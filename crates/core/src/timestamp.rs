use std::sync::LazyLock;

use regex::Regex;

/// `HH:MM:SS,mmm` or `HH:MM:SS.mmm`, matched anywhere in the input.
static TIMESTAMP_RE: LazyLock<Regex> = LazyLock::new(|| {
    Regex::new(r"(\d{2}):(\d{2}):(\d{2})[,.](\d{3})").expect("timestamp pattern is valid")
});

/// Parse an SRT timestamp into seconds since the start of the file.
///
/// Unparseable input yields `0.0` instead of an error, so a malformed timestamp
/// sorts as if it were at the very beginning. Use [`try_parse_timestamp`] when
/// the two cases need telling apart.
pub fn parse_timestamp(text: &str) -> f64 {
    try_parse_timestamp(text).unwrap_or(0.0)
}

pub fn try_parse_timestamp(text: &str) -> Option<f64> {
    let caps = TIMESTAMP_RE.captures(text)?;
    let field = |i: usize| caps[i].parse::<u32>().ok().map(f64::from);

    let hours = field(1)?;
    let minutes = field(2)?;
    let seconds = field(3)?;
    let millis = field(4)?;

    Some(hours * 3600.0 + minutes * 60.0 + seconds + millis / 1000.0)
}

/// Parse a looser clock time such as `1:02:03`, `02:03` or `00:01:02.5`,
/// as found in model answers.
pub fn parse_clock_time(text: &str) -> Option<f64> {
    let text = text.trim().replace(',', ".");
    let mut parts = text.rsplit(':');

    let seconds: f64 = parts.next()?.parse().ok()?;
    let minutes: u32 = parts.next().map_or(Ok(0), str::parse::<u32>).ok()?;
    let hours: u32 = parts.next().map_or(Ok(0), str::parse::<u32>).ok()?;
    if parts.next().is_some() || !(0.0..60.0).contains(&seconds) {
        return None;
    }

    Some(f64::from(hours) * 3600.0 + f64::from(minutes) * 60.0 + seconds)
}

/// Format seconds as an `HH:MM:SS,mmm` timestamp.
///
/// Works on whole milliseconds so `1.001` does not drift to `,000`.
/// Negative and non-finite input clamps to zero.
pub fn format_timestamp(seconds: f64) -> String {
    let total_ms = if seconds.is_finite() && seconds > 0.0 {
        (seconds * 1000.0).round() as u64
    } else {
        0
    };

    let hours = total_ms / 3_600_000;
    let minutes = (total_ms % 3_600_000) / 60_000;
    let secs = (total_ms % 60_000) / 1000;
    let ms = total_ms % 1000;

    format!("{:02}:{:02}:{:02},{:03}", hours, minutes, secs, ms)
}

### INSTRUCTIONS TO FOLLOW
Repeat each entry above exactly as it appears.

### TASK RESULT
filename crates/core/src/timestamp.rs
use std::sync::LazyLock;

use regex::Regex;

/// `HH:MM:SS,mmm` or `HH:MM:SS.mmm`, matched anywhere in the input.
static TIMESTAMP_RE: LazyLock<Regex> = LazyLock::new(|| {
    Regex::new(r"(\d{2}):(\d{2}):(\d{2})[,.](\d{3})").expect("timestamp pattern is valid")
});

/// Parse an SRT timestamp into seconds since the start of the file.
///
/// Unparseable input yields `0.0` instead of an error, so a malformed timestamp
/// sorts as if it were at the very beginning. Use [`try_parse_timestamp`] when
/// the two cases need telling apart.
pub fn parse_timestamp(text: &str) -> f64 {
    try_parse_timestamp(text).unwrap_or(0.0)
}

pub fn try_parse_timestamp(text: &str) -> Option<f64> {
    let caps = TIMESTAMP_RE.captures(text)?;
    let field = |i: usize| caps[i].parse::<u32>().ok().map(f64::from);

    let hours = field(1)?;
    let minutes = field(2)?;
    let seconds = field(3)?;
    let millis = field(4)?;

    Some(hours * 3600.0 + minutes * 60.0 + seconds + millis / 1000.0)
}

/// Parse a looser clock time such as `1:02:03`, `02:03` or `00:01:02.5`,
/// as found in model answers.
pub fn parse_clock_time(text: &str) -> Option<f64> {
    let text = text.trim().replace(',', ".");
    let mut parts = text.rsplit(':');

    let seconds: f64 = parts.next()?.parse().ok()?;
    let minutes: u32 = parts.next().map_or(Ok(0), str::parse::<u32>).ok()?;
    let hours: u32 = parts.next().map_or(Ok(0), str::parse::<u32>).ok()?;
    if parts.next().is_some() || !(0.0..60.0).contains(&seconds) {
        return None;
    }

    Some(f64::from(hours) * 3600.0 + f64::from(minutes) * 60.0 + seconds)
}

/// Format seconds as an `HH:MM:SS,mmm` timestamp.
///
/// Works on whole milliseconds so `1.001` does not drift to `,000`.
/// Negative and non-finite input clamps to zero.
pub fn format_timestamp(seconds: f64) -> String {
    let total_ms = if seconds.is_finite() && seconds > 0.0 {
        (seconds * 1000.0).round() as u64
    } else {
        0
    };

    let hours = total_ms / 3_600_000;
    let minutes = (total_ms % 3_600_000) / 60_000;
    let secs = (total_ms % 60_000) / 1000;
    let ms = total_ms % 1000;

    format!("{:02}:{:02}:{:02},{:03}", hours, minutes, secs, ms)
}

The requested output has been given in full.